Finally got around to verifying it and all is perfect. The internal switch was simply to verify before drilling a hole and running wires to the pads.

If anyone wants one PM me to discuss, I guess I can’t keep them all to myself haha.
WOW, this is aweome! I'd love to get one (if you ship internationally....I think I'd replace the internal switch with an on/on-toggle and put it on the outside of the enclosure...)
 
WOW, this is aweome! I'd love to get one (if you ship internationally....I think I'd replace the internal switch with an on/on-toggle and put it on the outside of the enclosure...)
The pads are meant specifically for that, as I mentioned I placed the switch to verify the pcb was working correctly before drilling hole into enclosure, just in case.
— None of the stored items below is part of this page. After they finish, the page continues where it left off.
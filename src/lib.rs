//! LWS Operator - keeps LeaderWorkerSet autoscalers in sync with their scale policy
//!
//! A LeaderWorkerSet that declares a scale policy with metrics gets exactly one
//! HorizontalPodAutoscaler with the same name and namespace, targeting the
//! LeaderWorkerSet's scale subresource and owned by it.
//!
//! # Modules
//!
//! - [`crd`] - LeaderWorkerSet Custom Resource Definition
//! - [`hpa`] - Desired HPA construction, owner references and semantic equality
//! - [`controller`] - Convergence engine and controller runtime wiring
//! - [`apply`] - Server-side apply configuration for LeaderWorkerSet
//! - [`config`] - Operator configuration (CLI flags and environment)
//! - [`telemetry`] - Logging initialization
//! - [`error`] - Error types for the operator

#![deny(missing_docs)]

pub mod apply;
pub mod config;
pub mod controller;
pub mod crd;
pub mod error;
pub mod hpa;
pub mod telemetry;

pub use error::{Error, ErrorKind};

/// Result type alias using our custom Error type
pub type Result<T> = std::result::Result<T, Error>;

/// Default field manager for writes made by the operator
pub const DEFAULT_FIELD_MANAGER: &str = "lws-operator";
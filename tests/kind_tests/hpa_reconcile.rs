//! Stories about HPA convergence against a real API server

use k8s_openapi::api::autoscaling::v2::{
    HorizontalPodAutoscaler, MetricSpec, MetricTarget, ResourceMetricSource,
};
use kube::api::{Api, ApiResource, DynamicObject, PostParams};
use kube::Client;
use tokio_util::sync::CancellationToken;

use lws_operator::controller::{reconcile_hpa, HpaAction, HpaClientImpl};
use lws_operator::crd::{LeaderWorkerSet, LeaderWorkerSetSpec, ScalePolicy};
use lws_operator::hpa::TypeDescriptor;

use super::helpers::{create_namespace, delete_namespace, ensure_test_cluster, TEST_FIELD_MANAGER};

// =============================================================================
// Test Fixtures
// =============================================================================

fn cpu_metric() -> MetricSpec {
    MetricSpec {
        type_: "Resource".to_string(),
        resource: Some(ResourceMetricSource {
            name: "cpu".to_string(),
            target: MetricTarget {
                type_: "Utilization".to_string(),
                average_utilization: Some(80),
                ..Default::default()
            },
        }),
        ..Default::default()
    }
}

fn sample_lws(name: &str, max_replicas: i32) -> LeaderWorkerSet {
    LeaderWorkerSet::new(
        name,
        LeaderWorkerSetSpec {
            replicas: 1,
            scale_policy: Some(ScalePolicy {
                min_replicas: None,
                max_replicas,
                metrics: Some(vec![cpu_metric()]),
            }),
            ..Default::default()
        },
    )
}

async fn create_lws(client: &Client, namespace: &str, lws: &LeaderWorkerSet) -> LeaderWorkerSet {
    let api: Api<LeaderWorkerSet> = Api::namespaced(client.clone(), namespace);
    api.create(&PostParams::default(), lws)
        .await
        .expect("LeaderWorkerSet should be created")
}

// =============================================================================
// Stories
// =============================================================================

/// Story: turning on autoscaling creates an HPA, and nothing more happens
/// until the policy changes
#[tokio::test]
#[ignore]
async fn story_autoscaling_policy_drives_hpa() {
    let client = ensure_test_cluster().await;
    let namespace = "lws-hpa-story";
    create_namespace(&client, namespace).await;

    let hpa_client = HpaClientImpl::new(client.clone(), TEST_FIELD_MANAGER);
    let descriptor = TypeDescriptor::of::<LeaderWorkerSet>();
    let cancel = CancellationToken::new();

    let stored = create_lws(&client, namespace, &sample_lws("inference", 5)).await;

    // A parent read through the dynamic API resolves to the same descriptor
    let dynamic: Api<DynamicObject> = Api::namespaced_with(
        client.clone(),
        namespace,
        &ApiResource::erase::<LeaderWorkerSet>(&()),
    );
    let untyped = dynamic.get("inference").await.expect("LWS readable");
    let types = untyped.types.as_ref().expect("dynamic object has type meta");
    assert_eq!(TypeDescriptor::from_type_meta(types), descriptor);

    let action = reconcile_hpa(&stored, &descriptor, &hpa_client, &cancel)
        .await
        .expect("first pass succeeds");
    assert_eq!(action, HpaAction::Created);

    // The server defaults minReplicas; that must not look like drift
    let action = reconcile_hpa(&stored, &descriptor, &hpa_client, &cancel)
        .await
        .expect("second pass succeeds");
    assert_eq!(action, HpaAction::Unchanged);

    let mut raised = stored.clone();
    if let Some(policy) = raised.spec.scale_policy.as_mut() {
        policy.max_replicas = 8;
    }
    let action = reconcile_hpa(&raised, &descriptor, &hpa_client, &cancel)
        .await
        .expect("update pass succeeds");
    assert_eq!(action, HpaAction::Updated);

    let hpas: Api<HorizontalPodAutoscaler> = Api::namespaced(client.clone(), namespace);
    let hpa = hpas.get("inference").await.expect("HPA exists");
    assert_eq!(hpa.spec.expect("HPA has spec").max_replicas, 8);
    let owner = &hpa.metadata.owner_references.expect("HPA is owned")[0];
    assert_eq!(owner.kind, "LeaderWorkerSet");
    assert_eq!(Some(owner.uid.clone()), stored.metadata.uid);

    delete_namespace(&client, namespace).await;
}

/// Story: a LeaderWorkerSet without a policy never touches an existing HPA
#[tokio::test]
#[ignore]
async fn story_no_policy_leaves_cluster_untouched() {
    let client = ensure_test_cluster().await;
    let namespace = "lws-hpa-skip";
    create_namespace(&client, namespace).await;

    let mut lws = sample_lws("batch", 3);
    lws.spec.scale_policy = None;
    let stored = create_lws(&client, namespace, &lws).await;

    let hpa_client = HpaClientImpl::new(client.clone(), TEST_FIELD_MANAGER);
    let action = reconcile_hpa(
        &stored,
        &TypeDescriptor::of::<LeaderWorkerSet>(),
        &hpa_client,
        &CancellationToken::new(),
    )
    .await
    .expect("skip succeeds");
    assert_eq!(action, HpaAction::Skipped);

    let hpas: Api<HorizontalPodAutoscaler> = Api::namespaced(client.clone(), namespace);
    assert!(hpas.get_opt("batch").await.expect("list works").is_none());

    delete_namespace(&client, namespace).await;
}
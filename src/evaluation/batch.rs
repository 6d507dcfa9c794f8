//! Batch evaluation
//!
//! One sandboxed run of the contestant program with the test input wired to
//! stdin and stdout captured to a file; on an Accepted run the checker
//! compares the produced output against the judge file.

use std::path::PathBuf;
use std::process::Stdio;
use std::sync::Arc;

use anyhow::{Context, Result};
use async_trait::async_trait;

use super::{ContestantProgram, EvaluationResult, TaskDataEvaluator};
use crate::checker::{check_output, Checker};
use crate::model::{TaskData, TaskLimits};
use crate::sandbox::{BoxPool, SandboxSession};
use crate::verdict::Verdict;

pub struct BatchEvaluator {
    pub boxes: Arc<BoxPool>,
    pub task_root: PathBuf,
    pub output_root: PathBuf,
    pub submission_root: PathBuf,
    pub contestant: ContestantProgram,
    pub checker: Checker,
    pub limits: TaskLimits,
}

#[async_trait]
impl TaskDataEvaluator for BatchEvaluator {
    async fn evaluate(&self, data: &TaskData) -> Result<EvaluationResult> {
        let input_name = data
            .input_file_name
            .as_deref()
            .context("Batch test data without an input file")?;
        let input_path = self.task_root.join(input_name);
        let judge_path = self.task_root.join(&data.judge_file_name);
        let output_path = self.output_root.join(&data.judge_file_name);

        let input_file = std::fs::File::open(&input_path)
            .with_context(|| format!("Failed to open input file {:?}", input_path))?;
        let output_file = std::fs::File::create(&output_path)
            .with_context(|| format!("Failed to create output file {:?}", output_path))?;

        let spec = self.contestant.sandbox_spec(&self.limits, &self.submission_root);

        let session = SandboxSession::acquire(&self.boxes).await?;
        let run = session
            .run(&spec, Stdio::from(input_file), Stdio::from(output_file))
            .await;
        session.release().await;
        let run = run?;

        if run.verdict != Verdict::Accepted {
            return Ok(EvaluationResult::from_run(&run));
        }

        let check = check_output(
            &self.checker,
            &self.task_root,
            Some(&input_path),
            &judge_path,
            &output_path,
        )
        .await;

        Ok(EvaluationResult {
            verdict: check.verdict,
            score_raw: check.score_raw,
            running_time_ms: run.running_time_ms,
            running_memory_byte: run.running_memory_byte,
        })
    }
}
#[cfg(test)]
mod tests {
    use super::*;
    use crate::store::test_fixtures::{memory_store, seed_batch_task, seed_submission};
    use async_trait::async_trait;
    use std::sync::Mutex;

    /// Evaluator returning pre-scripted results keyed by judge file hash,
    /// recording every invocation.
    struct ScriptedEvaluator {
        results: HashMap<String, EvaluationResult>,
        calls: Mutex<Vec<String>>,
    }

    impl ScriptedEvaluator {
        fn new(results: &[(&str, EvaluationResult)]) -> Self {
            Self {
                results: results
                    .iter()
                    .map(|(hash, result)| (hash.to_string(), result.clone()))
                    .collect(),
                calls: Mutex::new(Vec::new()),
            }
        }

        fn calls(&self) -> Vec<String> {
            self.calls.lock().unwrap().clone()
        }
    }

    #[async_trait]
    impl TaskDataEvaluator for ScriptedEvaluator {
        async fn evaluate(&self, data: &TaskData) -> Result<EvaluationResult> {
            self.calls
                .lock()
                .unwrap()
                .push(data.judge_file_hash.clone());
            self.results
                .get(&data.judge_file_hash)
                .cloned()
                .ok_or_else(|| anyhow::anyhow!("no scripted result for {}", data.judge_file_hash))
        }
    }

    fn accepted(time_ms: i64, memory_byte: i64) -> EvaluationResult {
        EvaluationResult {
            verdict: Verdict::Accepted,
            score_raw: 1.0,
            running_time_ms: time_ms,
            running_memory_byte: memory_byte,
        }
    }

    fn failed(verdict: Verdict) -> EvaluationResult {
        EvaluationResult {
            verdict,
            score_raw: 0.0,
            running_time_ms: 10,
            running_memory_byte: 1000,
        }
    }

    fn ok_compilation() -> CompilationResult {
        CompilationResult {
            verdict: Verdict::Accepted,
            compile_time_ms: 50,
            compile_memory_byte: 10_000,
            exe_name: "main".to_string(),
        }
    }

    #[tokio::test]
    async fn test_all_accepted_scores_full_marks() {
        let store = memory_store().await;
        seed_batch_task(&store, 1, &[(100.0, &["h1", "h2"])]).await;
        seed_submission(&store, 10, 1, 5, None).await;

        let task = store.load_task(1).await.unwrap();
        let submission = store.load_submission(10).await.unwrap();
        let evaluator = ScriptedEvaluator::new(&[
            ("h1", accepted(20, 5000)),
            ("h2", accepted(35, 3000)),
        ]);

        let tree = judge_task(&store, &task, &submission, &ok_compilation(), &evaluator)
            .await
            .unwrap();

        assert_eq!(tree.verdict, Verdict::Accepted);
        assert_eq!(tree.score_raw, 100.0);
        // time/memory roll up as max across children
        assert_eq!(tree.running_time_ms, 35);
        assert_eq!(tree.running_memory_byte, 5000);
        assert_eq!(tree.subtasks[0].subtask_id, task.subtasks[0].id);
        assert!(tree.subtasks[0].verdict_subtask_id > 0);
        assert_eq!(tree.subtasks[0].data.len(), 2);
    }

    #[tokio::test]
    async fn test_min_reducer_zeroes_subtask_on_late_failure() {
        // First test passes, second times out: min(1.0, 0.0) * 100 = 0
        let store = memory_store().await;
        seed_batch_task(&store, 1, &[(100.0, &["h1", "h2"])]).await;
        seed_submission(&store, 10, 1, 5, None).await;

        let task = store.load_task(1).await.unwrap();
        let submission = store.load_submission(10).await.unwrap();
        let evaluator = ScriptedEvaluator::new(&[
            ("h1", accepted(20, 5000)),
            ("h2", failed(Verdict::TimeLimitExceeded)),
        ]);

        let tree = judge_task(&store, &task, &submission, &ok_compilation(), &evaluator)
            .await
            .unwrap();

        assert_eq!(tree.verdict, Verdict::TimeLimitExceeded);
        assert_eq!(tree.score_raw, 0.0);
    }

    #[tokio::test]
    async fn test_bad_verdict_poisons_rest_of_subtask_only() {
        let store = memory_store().await;
        seed_batch_task(&store, 1, &[(50.0, &["h1", "h2", "h3"]), (50.0, &["h4"])]).await;
        seed_submission(&store, 10, 1, 5, None).await;

        let task = store.load_task(1).await.unwrap();
        let submission = store.load_submission(10).await.unwrap();
        let evaluator = ScriptedEvaluator::new(&[
            ("h1", failed(Verdict::WrongAnswer)),
            ("h2", accepted(5, 100)),
            ("h3", accepted(5, 100)),
            ("h4", accepted(5, 100)),
        ]);

        let tree = judge_task(&store, &task, &submission, &ok_compilation(), &evaluator)
            .await
            .unwrap();

        // h2/h3 never ran; the second subtask was unaffected
        assert_eq!(evaluator.calls(), vec!["h1", "h4"]);

        let first = &tree.subtasks[0];
        assert_eq!(first.verdict, Verdict::WrongAnswer);
        assert_eq!(first.score_raw, 0.0);
        assert_eq!(first.data[1].verdict, Verdict::Skipped);
        assert_eq!(first.data[2].verdict, Verdict::Skipped);

        let second = &tree.subtasks[1];
        assert_eq!(second.verdict, Verdict::Accepted);
        assert_eq!(second.score_raw, 50.0);

        assert_eq!(tree.verdict, Verdict::Partial);
        assert_eq!(tree.score_raw, 50.0);
    }

    #[tokio::test]
    async fn test_judge_failed_scores_zero_but_does_not_poison() {
        let store = memory_store().await;
        seed_batch_task(&store, 1, &[(100.0, &["h1", "h2"])]).await;
        seed_submission(&store, 10, 1, 5, None).await;

        let task = store.load_task(1).await.unwrap();
        let submission = store.load_submission(10).await.unwrap();
        let evaluator = ScriptedEvaluator::new(&[
            ("h1", failed(Verdict::JudgeFailed)),
            ("h2", accepted(5, 100)),
        ]);

        let tree = judge_task(&store, &task, &submission, &ok_compilation(), &evaluator)
            .await
            .unwrap();

        // Both tests ran; nothing was skipped
        assert_eq!(evaluator.calls(), vec!["h1", "h2"]);
        assert_eq!(tree.subtasks[0].data[1].verdict, Verdict::Accepted);
        assert_eq!(tree.subtasks[0].verdict, Verdict::JudgeFailed);
        assert_eq!(tree.subtasks[0].score_raw, 0.0);
    }

    #[tokio::test]
    async fn test_shared_judge_hash_evaluated_once() {
        // h1 appears in both subtasks; the cached result is reused verbatim
        let store = memory_store().await;
        seed_batch_task(&store, 1, &[(40.0, &["h1"]), (60.0, &["h1", "h2"])]).await;
        seed_submission(&store, 10, 1, 5, None).await;

        let task = store.load_task(1).await.unwrap();
        let submission = store.load_submission(10).await.unwrap();
        let evaluator = ScriptedEvaluator::new(&[
            ("h1", accepted(25, 2000)),
            ("h2", accepted(5, 100)),
        ]);

        let tree = judge_task(&store, &task, &submission, &ok_compilation(), &evaluator)
            .await
            .unwrap();

        assert_eq!(evaluator.calls(), vec!["h1", "h2"]);
        assert_eq!(tree.score_raw, 100.0);
        // The reused result carries the original measurements
        assert_eq!(tree.subtasks[1].data[0].running_time_ms, 25);
    }

    #[tokio::test]
    async fn test_skipped_results_are_not_cached() {
        // h2 is poisoned (skipped) in subtask 1 but must still run in subtask 2
        let store = memory_store().await;
        seed_batch_task(&store, 1, &[(50.0, &["h1", "h2"]), (50.0, &["h2"])]).await;
        seed_submission(&store, 10, 1, 5, None).await;

        let task = store.load_task(1).await.unwrap();
        let submission = store.load_submission(10).await.unwrap();
        let evaluator = ScriptedEvaluator::new(&[
            ("h1", failed(Verdict::WrongAnswer)),
            ("h2", accepted(5, 100)),
        ]);

        let tree = judge_task(&store, &task, &submission, &ok_compilation(), &evaluator)
            .await
            .unwrap();

        assert_eq!(evaluator.calls(), vec!["h1", "h2"]);
        assert_eq!(tree.subtasks[0].data[1].verdict, Verdict::Skipped);
        assert_eq!(tree.subtasks[1].data[0].verdict, Verdict::Accepted);
        assert_eq!(tree.subtasks[1].score_raw, 50.0);
    }

    #[tokio::test]
    async fn test_compile_error_skips_everything() {
        let store = memory_store().await;
        seed_batch_task(&store, 1, &[(40.0, &["h1"]), (60.0, &["h2"])]).await;
        seed_submission(&store, 10, 1, 5, None).await;

        let task = store.load_task(1).await.unwrap();
        let submission = store.load_submission(10).await.unwrap();
        let evaluator = ScriptedEvaluator::new(&[]);

        let compilation = CompilationResult {
            verdict: Verdict::TimeLimitExceeded,
            compile_time_ms: 10_000,
            compile_memory_byte: 0,
            exe_name: "main".to_string(),
        };

        let tree = judge_task(&store, &task, &submission, &compilation, &evaluator)
            .await
            .unwrap();

        assert!(evaluator.calls().is_empty());
        assert_eq!(tree.verdict, Verdict::CompileError);
        assert_eq!(tree.score_raw, 0.0);
        assert_eq!(tree.compile_time_ms, 10_000);
        assert_eq!(tree.compile_memory_byte, 0);
        for subtask in &tree.subtasks {
            assert_eq!(subtask.score_raw, 0.0);
            for data in &subtask.data {
                assert_eq!(data.verdict, Verdict::Skipped);
            }
        }
    }

    #[tokio::test]
    async fn test_evaluator_error_downgrades_to_judge_failed() {
        let store = memory_store().await;
        seed_batch_task(&store, 1, &[(100.0, &["h1", "h2"])]).await;
        seed_submission(&store, 10, 1, 5, None).await;

        let task = store.load_task(1).await.unwrap();
        let submission = store.load_submission(10).await.unwrap();
        // No scripted result for h1: the evaluator errors on it
        let evaluator = ScriptedEvaluator::new(&[("h2", accepted(5, 100))]);

        let tree = judge_task(&store, &task, &submission, &ok_compilation(), &evaluator)
            .await
            .unwrap();

        assert_eq!(tree.subtasks[0].data[0].verdict, Verdict::JudgeFailed);
        // JudgeFailed does not poison: h2 still ran
        assert_eq!(tree.subtasks[0].data[1].verdict, Verdict::Accepted);
    }

    #[tokio::test]
    async fn test_partial_checker_scores_scale_by_minimum() {
        let store = memory_store().await;
        seed_batch_task(&store, 1, &[(80.0, &["h1", "h2"])]).await;
        seed_submission(&store, 10, 1, 5, None).await;

        let task = store.load_task(1).await.unwrap();
        let submission = store.load_submission(10).await.unwrap();
        let evaluator = ScriptedEvaluator::new(&[
            (
                "h1",
                EvaluationResult {
                    verdict: Verdict::Partial,
                    score_raw: 0.5,
                    running_time_ms: 5,
                    running_memory_byte: 100,
                },
            ),
            ("h2", accepted(5, 100)),
        ]);

        let tree = judge_task(&store, &task, &submission, &ok_compilation(), &evaluator)
            .await
            .unwrap();

        assert_eq!(tree.subtasks[0].score_raw, 40.0);
        assert_eq!(tree.subtasks[0].verdict, Verdict::Partial);
        assert_eq!(tree.verdict, Verdict::Partial);
    }

    #[tokio::test]
    async fn test_overall_verdict_tracks_best_per_subtask_across_submissions() {
        let store = memory_store().await;
        seed_batch_task(&store, 1, &[(60.0, &["h1"]), (40.0, &["h2"])]).await;
        seed_submission(&store, 10, 1, 5, None).await;
        seed_submission(&store, 11, 1, 5, None).await;

        let task = store.load_task(1).await.unwrap();

        // First submission: solves only subtask 1
        let submission = store.load_submission(10).await.unwrap();
        let evaluator = ScriptedEvaluator::new(&[
            ("h1", accepted(5, 100)),
            ("h2", failed(Verdict::WrongAnswer)),
        ]);
        judge_task(&store, &task, &submission, &ok_compilation(), &evaluator)
            .await
            .unwrap();
        assert_eq!(
            store.overall_score(1, 5, None).await.unwrap(),
            Some((60.0, 100.0))
        );

        // Second submission: solves only subtask 2; the overall takes the
        // best of each subtask order across the official history
        let submission = store.load_submission(11).await.unwrap();
        let evaluator = ScriptedEvaluator::new(&[
            ("h1", failed(Verdict::WrongAnswer)),
            ("h2", accepted(5, 100)),
        ]);
        judge_task(&store, &task, &submission, &ok_compilation(), &evaluator)
            .await
            .unwrap();
        assert_eq!(
            store.overall_score(1, 5, None).await.unwrap(),
            Some((100.0, 100.0))
        );

        // Recomputation is idempotent
        store
            .refresh_overall_verdicts(1, 5, None, 100.0)
            .await
            .unwrap();
        assert_eq!(
            store.overall_score(1, 5, None).await.unwrap(),
            Some((100.0, 100.0))
        );
    }

    #[tokio::test]
    async fn test_rejudge_retracts_old_verdict_from_overall() {
        let store = memory_store().await;
        seed_batch_task(&store, 1, &[(60.0, &["h1"]), (40.0, &["h2"])]).await;
        seed_submission(&store, 10, 1, 5, None).await;

        let task = store.load_task(1).await.unwrap();
        let submission = store.load_submission(10).await.unwrap();

        let evaluator = ScriptedEvaluator::new(&[
            ("h1", accepted(5, 100)),
            ("h2", failed(Verdict::WrongAnswer)),
        ]);
        let first = judge_task(&store, &task, &submission, &ok_compilation(), &evaluator)
            .await
            .unwrap();
        assert_eq!(first.score_raw, 60.0);

        // Retract, then judge again with a different outcome
        store.prepare_rejudge(10).await.unwrap();
        assert_eq!(
            store.overall_score(1, 5, None).await.unwrap(),
            Some((0.0, 100.0))
        );

        let evaluator = ScriptedEvaluator::new(&[
            ("h1", failed(Verdict::WrongAnswer)),
            ("h2", accepted(5, 100)),
        ]);
        let second = judge_task(&store, &task, &submission, &ok_compilation(), &evaluator)
            .await
            .unwrap();
        assert_ne!(second.verdict_id, first.verdict_id);

        // Only the new official verdict counts toward the overall score
        assert_eq!(
            store.overall_score(1, 5, None).await.unwrap(),
            Some((40.0, 100.0))
        );
    }

    #[tokio::test]
    async fn test_contest_submissions_update_both_scopes() {
        let store = memory_store().await;
        seed_batch_task(&store, 1, &[(100.0, &["h1"])]).await;
        seed_submission(&store, 10, 1, 5, Some(7)).await;

        let task = store.load_task(1).await.unwrap();
        let submission = store.load_submission(10).await.unwrap();
        let evaluator = ScriptedEvaluator::new(&[("h1", accepted(5, 100))]);

        judge_task(&store, &task, &submission, &ok_compilation(), &evaluator)
            .await
            .unwrap();

        assert_eq!(
            store.overall_score(1, 5, None).await.unwrap(),
            Some((100.0, 100.0))
        );
        assert_eq!(
            store.overall_score(1, 5, Some(7)).await.unwrap(),
            Some((100.0, 100.0))
        );
        assert_eq!(store.overall_score(1, 5, Some(8)).await.unwrap(), None);
    }
}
👌🏼PM me for contact info, I will sell you one.
 

heretop

New member
I am going to try this but with three eeprom, with this switch to switch between three eeprom. Will it work or any suggestion?
1620141214973.png
 

heretop

New member
That should work. In the thread I made a while ago about this idea, @PedalPCB mentioned that he might make daughterboards for both that configuration and for a 1p8t rotary switch.
Thanks for reply! I think 3 is a good middle number. To have 8, need smd and another rotary switch (so he probably need to redesign the pcb, a daughterboard will need some weird location for the 1p8t, I don’t see how can he do it unless he change the position of holes for pots). Smd is not something I prefer for eeprom. And maybe will have 7 rotary control in front panel (2 1p8t and 5 pots).
 

phi1

Well-known member
Yeah I’m kinda with you there, a toggle switch can be snuck into the 125B build with the current layout. 2 or 3 banks is probably as high as I’d want to go personally. Though a 64 patch diy project is an epic concept.
 

heretop

New member
Yeah I’m kinda with you there, a toggle switch can be snuck into the 125B build with the current layout. 2 or 3 banks is probably as high as I’d want to go personally. Though a 64 patch diy project is an epic concept.
Yeah. May I ask you that do you think I can fit a on-on-on switch which have 2x3 pins, so its width is 0.46inch/11.8mm instead of 0.265inch/6.7mm of original 3 pin switch. Thanks.
 

phi1

Well-known member
Hmm to be honest I’m not sure. I don’t have the unit pictured any more to look at for reference. If I recall right it was a tight squeeze just for the single row toggle. You could consider mounting the switch on the side, or below the rotary. In this case it’s be above the pcb, which toggle switches don’t quite fit in the same height of normally mounted pots. There’s some extra length on pot and rotary switch pins so you could make the pcb a bit higher, not sure if that would give you enough to fit the toggle. Or put a short shaft sw right next to the stomp. Seems dangerous, but I’ve done it and thought there wasn’t really any chance of stomping the switch. Though that might not be ideal for you aesthetically.
 

heretop

New member
Hmm to be honest I’m not sure. I don’t have the unit pictured any more to look at for reference. If I recall right it was a tight squeeze just for the single row toggle. You could consider mounting the switch on the side, or below the rotary. In this case it’s be above the pcb, which toggle switches don’t quite fit in the same height of normally mounted pots. There’s some extra length on pot and rotary switch pins so you could make the pcb a bit higher, not sure if that would give you enough to fit the toggle. Or put a short shaft sw right next to the stomp. Seems dangerous, but I’ve done it and thought there wasn’t really any chance of stomping the switch. Though that might not be ideal for you aesthetically.
I have thought about it, I will try to get a 2x3 pin switch first and test the width. Worst case scenario, some logic gate and a 1x3 on-off-on switch will work.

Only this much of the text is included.